* _TASK ITEM_
Repeat the records exactly, so that each line matches the original.

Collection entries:

···

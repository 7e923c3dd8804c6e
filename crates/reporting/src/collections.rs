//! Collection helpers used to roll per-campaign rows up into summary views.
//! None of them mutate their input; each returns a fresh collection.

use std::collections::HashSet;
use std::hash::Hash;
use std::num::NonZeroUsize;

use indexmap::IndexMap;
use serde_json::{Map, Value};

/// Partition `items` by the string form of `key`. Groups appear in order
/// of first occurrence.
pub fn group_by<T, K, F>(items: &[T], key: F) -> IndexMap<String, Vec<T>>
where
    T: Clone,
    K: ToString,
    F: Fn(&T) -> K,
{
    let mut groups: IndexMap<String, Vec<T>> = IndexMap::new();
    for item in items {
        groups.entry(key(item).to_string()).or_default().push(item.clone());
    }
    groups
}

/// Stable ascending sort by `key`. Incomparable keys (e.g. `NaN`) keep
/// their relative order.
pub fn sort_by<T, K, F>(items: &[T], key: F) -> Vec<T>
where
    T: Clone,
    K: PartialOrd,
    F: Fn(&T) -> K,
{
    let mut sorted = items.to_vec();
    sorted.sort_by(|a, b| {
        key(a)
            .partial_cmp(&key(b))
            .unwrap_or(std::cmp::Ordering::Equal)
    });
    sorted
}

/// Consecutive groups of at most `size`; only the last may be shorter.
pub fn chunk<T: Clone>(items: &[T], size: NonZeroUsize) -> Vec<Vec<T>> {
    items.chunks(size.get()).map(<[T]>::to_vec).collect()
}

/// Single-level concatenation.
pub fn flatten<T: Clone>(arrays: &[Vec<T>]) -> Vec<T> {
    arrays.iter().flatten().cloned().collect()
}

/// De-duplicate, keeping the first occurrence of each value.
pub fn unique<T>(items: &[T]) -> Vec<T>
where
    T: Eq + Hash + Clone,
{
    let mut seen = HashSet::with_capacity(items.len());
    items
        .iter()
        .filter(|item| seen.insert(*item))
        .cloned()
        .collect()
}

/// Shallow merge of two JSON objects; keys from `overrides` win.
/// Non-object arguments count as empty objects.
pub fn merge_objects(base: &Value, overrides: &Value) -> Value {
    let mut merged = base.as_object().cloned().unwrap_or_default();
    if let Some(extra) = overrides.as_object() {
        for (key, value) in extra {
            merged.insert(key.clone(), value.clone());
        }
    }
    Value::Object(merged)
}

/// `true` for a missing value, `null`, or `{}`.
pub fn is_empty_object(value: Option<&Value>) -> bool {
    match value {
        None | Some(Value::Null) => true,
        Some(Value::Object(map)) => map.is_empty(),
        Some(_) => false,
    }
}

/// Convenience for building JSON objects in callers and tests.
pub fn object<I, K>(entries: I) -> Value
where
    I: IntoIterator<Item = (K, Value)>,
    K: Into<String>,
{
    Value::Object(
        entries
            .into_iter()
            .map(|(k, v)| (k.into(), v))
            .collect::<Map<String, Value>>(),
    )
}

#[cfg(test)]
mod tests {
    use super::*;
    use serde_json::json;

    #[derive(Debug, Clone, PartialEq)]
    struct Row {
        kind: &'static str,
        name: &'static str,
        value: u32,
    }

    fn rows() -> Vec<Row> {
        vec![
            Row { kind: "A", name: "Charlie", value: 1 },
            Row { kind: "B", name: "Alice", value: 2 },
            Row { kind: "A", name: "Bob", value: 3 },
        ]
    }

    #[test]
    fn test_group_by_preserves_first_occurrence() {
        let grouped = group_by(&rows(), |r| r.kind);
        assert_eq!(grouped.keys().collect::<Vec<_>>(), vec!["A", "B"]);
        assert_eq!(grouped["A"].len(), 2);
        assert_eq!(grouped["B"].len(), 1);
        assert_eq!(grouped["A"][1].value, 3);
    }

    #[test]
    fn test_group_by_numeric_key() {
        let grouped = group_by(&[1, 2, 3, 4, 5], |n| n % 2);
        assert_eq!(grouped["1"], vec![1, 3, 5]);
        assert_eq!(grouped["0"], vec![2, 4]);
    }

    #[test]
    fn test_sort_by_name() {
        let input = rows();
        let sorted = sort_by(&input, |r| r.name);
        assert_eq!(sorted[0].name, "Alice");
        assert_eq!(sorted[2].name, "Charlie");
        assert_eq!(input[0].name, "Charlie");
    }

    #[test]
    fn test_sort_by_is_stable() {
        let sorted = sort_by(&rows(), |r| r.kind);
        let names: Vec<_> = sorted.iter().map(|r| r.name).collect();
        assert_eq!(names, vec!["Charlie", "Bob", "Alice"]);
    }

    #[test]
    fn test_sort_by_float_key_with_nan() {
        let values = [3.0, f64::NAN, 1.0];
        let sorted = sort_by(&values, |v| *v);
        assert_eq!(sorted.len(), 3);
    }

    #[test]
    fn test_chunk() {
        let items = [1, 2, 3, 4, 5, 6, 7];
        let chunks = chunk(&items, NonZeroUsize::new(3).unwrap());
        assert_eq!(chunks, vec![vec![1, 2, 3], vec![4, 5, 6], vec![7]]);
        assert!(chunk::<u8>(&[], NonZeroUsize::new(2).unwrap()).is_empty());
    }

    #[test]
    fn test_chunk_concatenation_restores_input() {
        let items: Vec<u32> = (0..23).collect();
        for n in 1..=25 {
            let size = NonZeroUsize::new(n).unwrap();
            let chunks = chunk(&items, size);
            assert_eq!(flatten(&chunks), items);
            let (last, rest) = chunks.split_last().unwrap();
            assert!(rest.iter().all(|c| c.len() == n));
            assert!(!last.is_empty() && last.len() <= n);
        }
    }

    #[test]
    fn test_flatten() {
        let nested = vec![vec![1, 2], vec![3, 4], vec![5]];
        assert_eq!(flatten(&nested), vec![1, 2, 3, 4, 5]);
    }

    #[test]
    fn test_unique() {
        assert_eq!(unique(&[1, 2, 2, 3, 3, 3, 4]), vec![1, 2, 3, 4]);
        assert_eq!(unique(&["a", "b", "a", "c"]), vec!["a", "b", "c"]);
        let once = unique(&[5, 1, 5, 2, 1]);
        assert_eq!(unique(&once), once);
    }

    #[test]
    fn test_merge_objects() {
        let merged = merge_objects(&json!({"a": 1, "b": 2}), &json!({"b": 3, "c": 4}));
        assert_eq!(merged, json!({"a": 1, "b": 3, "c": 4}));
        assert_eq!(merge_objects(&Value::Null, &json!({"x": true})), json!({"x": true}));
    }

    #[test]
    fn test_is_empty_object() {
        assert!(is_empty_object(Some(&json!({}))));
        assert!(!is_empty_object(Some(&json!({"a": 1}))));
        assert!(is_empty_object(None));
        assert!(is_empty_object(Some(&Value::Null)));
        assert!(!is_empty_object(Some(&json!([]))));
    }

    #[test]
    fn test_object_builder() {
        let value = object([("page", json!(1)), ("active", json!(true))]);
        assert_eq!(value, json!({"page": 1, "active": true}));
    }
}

···

* _RESULT OF THIS EXERCISE_
repository 7e923c3dd8804c6e
filename crates/reporting/src/collections.rs
//! Collection helpers used to roll per-campaign rows up into summary views.
//! None of them mutate their input; each returns a fresh collection.

use std::collections::HashSet;
use std::hash::Hash;
use std::num::NonZeroUsize;

use indexmap::IndexMap;
use serde_json::{Map, Value};

/// Partition `items` by the string form of `key`. Groups appear in order
/// of first occurrence.
pub fn group_by<T, K, F>(items: &[T], key: F) -> IndexMap<String, Vec<T>>
where
    T: Clone,
    K: ToString,
    F: Fn(&T) -> K,
{
    let mut groups: IndexMap<String, Vec<T>> = IndexMap::new();
    for item in items {
        groups.entry(key(item).to_string()).or_default().push(item.clone());
    }
    groups
}

/// Stable ascending sort by `key`. Incomparable keys (e.g. `NaN`) keep
/// their relative order.
pub fn sort_by<T, K, F>(items: &[T], key: F) -> Vec<T>
where
    T: Clone,
    K: PartialOrd,
    F: Fn(&T) -> K,
{
    let mut sorted = items.to_vec();
    sorted.sort_by(|a, b| {
        key(a)
            .partial_cmp(&key(b))
            .unwrap_or(std::cmp::Ordering::Equal)
    });
    sorted
}

/// Consecutive groups of at most `size`; only the last may be shorter.
pub fn chunk<T: Clone>(items: &[T], size: NonZeroUsize) -> Vec<Vec<T>> {
    items.chunks(size.get()).map(<[T]>::to_vec).collect()
}

/// Single-level concatenation.
pub fn flatten<T: Clone>(arrays: &[Vec<T>]) -> Vec<T> {
    arrays.iter().flatten().cloned().collect()
}

/// De-duplicate, keeping the first occurrence of each value.
pub fn unique<T>(items: &[T]) -> Vec<T>
where
    T: Eq + Hash + Clone,
{
    let mut seen = HashSet::with_capacity(items.len());
    items
        .iter()
        .filter(|item| seen.insert(*item))
        .cloned()
        .collect()
}

/// Shallow merge of two JSON objects; keys from `overrides` win.
/// Non-object arguments count as empty objects.
pub fn merge_objects(base: &Value, overrides: &Value) -> Value {
    let mut merged = base.as_object().cloned().unwrap_or_default();
    if let Some(extra) = overrides.as_object() {
        for (key, value) in extra {
            merged.insert(key.clone(), value.clone());
        }
    }
    Value::Object(merged)
}

/// `true` for a missing value, `null`, or `{}`.
pub fn is_empty_object(value: Option<&Value>) -> bool {
    match value {
        None | Some(Value::Null) => true,
        Some(Value::Object(map)) => map.is_empty(),
        Some(_) => false,
    }
}

/// Convenience for building JSON objects in callers and tests.
pub fn object<I, K>(entries: I) -> Value
where
    I: IntoIterator<Item = (K, Value)>,
    K: Into<String>,
{
    Value::Object(
        entries
            .into_iter()
            .map(|(k, v)| (k.into(), v))
            .collect::<Map<String, Value>>(),
    )
}

#[cfg(test)]
mod tests {
    use super::*;
    use serde_json::json;

    #[derive(Debug, Clone, PartialEq)]
    struct Row {
        kind: &'static str,
        name: &'static str,
        value: u32,
    }

    fn rows() -> Vec<Row> {
        vec![
            Row { kind: "A", name: "Charlie", value: 1 },
            Row { kind: "B", name: "Alice", value: 2 },
            Row { kind: "A", name: "Bob", value: 3 },
        ]
    }

    #[test]
    fn test_group_by_preserves_first_occurrence() {
        let grouped = group_by(&rows(), |r| r.kind);
        assert_eq!(grouped.keys().collect::<Vec<_>>(), vec!["A", "B"]);
        assert_eq!(grouped["A"].len(), 2);
        assert_eq!(grouped["B"].len(), 1);
        assert_eq!(grouped["A"][1].value, 3);
    }

    #[test]
    fn test_group_by_numeric_key() {
        let grouped = group_by(&[1, 2, 3, 4, 5], |n| n % 2);
        assert_eq!(grouped["1"], vec![1, 3, 5]);
        assert_eq!(grouped["0"], vec![2, 4]);
    }

    #[test]
    fn test_sort_by_name() {
        let input = rows();
        let sorted = sort_by(&input, |r| r.name);
        assert_eq!(sorted[0].name, "Alice");
        assert_eq!(sorted[2].name, "Charlie");
        assert_eq!(input[0].name, "Charlie");
    }

    #[test]
    fn test_sort_by_is_stable() {
        let sorted = sort_by(&rows(), |r| r.kind);
        let names: Vec<_> = sorted.iter().map(|r| r.name).collect();
        assert_eq!(names, vec!["Charlie", "Bob", "Alice"]);
    }

    #[test]
    fn test_sort_by_float_key_with_nan() {
        let values = [3.0, f64::NAN, 1.0];
        let sorted = sort_by(&values, |v| *v);
        assert_eq!(sorted.len(), 3);
    }

    #[test]
    fn test_chunk() {
        let items = [1, 2, 3, 4, 5, 6, 7];
        let chunks = chunk(&items, NonZeroUsize::new(3).unwrap());
        assert_eq!(chunks, vec![vec![1, 2, 3], vec![4, 5, 6], vec![7]]);
        assert!(chunk::<u8>(&[], NonZeroUsize::new(2).unwrap()).is_empty());
    }

    #[test]
    fn test_chunk_concatenation_restores_input() {
        let items: Vec<u32> = (0..23).collect();
        for n in 1..=25 {
            let size = NonZeroUsize::new(n).unwrap();
            let chunks = chunk(&items, size);
            assert_eq!(flatten(&chunks), items);
            let (last, rest) = chunks.split_last().unwrap();
            assert!(rest.iter().all(|c| c.len() == n));
            assert!(!last.is_empty() && last.len() <= n);
        }
    }

    #[test]
    fn test_flatten() {
        let nested = vec![vec![1, 2], vec![3, 4], vec![5]];
        assert_eq!(flatten(&nested), vec![1, 2, 3, 4, 5]);
    }

    #[test]
    fn test_unique() {
        assert_eq!(unique(&[1, 2, 2, 3, 3, 3, 4]), vec![1, 2, 3, 4]);
        assert_eq!(unique(&["a", "b", "a", "c"]), vec!["a", "b", "c"]);
        let once = unique(&[5, 1, 5, 2, 1]);
        assert_eq!(unique(&once), once);
    }

    #[test]
    fn test_merge_objects() {
        let merged = merge_objects(&json!({"a": 1, "b": 2}), &json!({"b": 3, "c": 4}));
        assert_eq!(merged, json!({"a": 1, "b": 3, "c": 4}));
        assert_eq!(merge_objects(&Value::Null, &json!({"x": true})), json!({"x": true}));
    }

    #[test]
    fn test_is_empty_object() {
        assert!(is_empty_object(Some(&json!({}))));
        assert!(!is_empty_object(Some(&json!({"a": 1}))));
        assert!(is_empty_object(None));
        assert!(is_empty_object(Some(&Value::Null)));
        assert!(!is_empty_object(Some(&json!([]))));
    }

    #[test]
    fn test_object_builder() {
        let value = object([("page", json!(1)), ("active", json!(true))]);
        assert_eq!(value, json!({"page": 1, "active": true}));
    }
}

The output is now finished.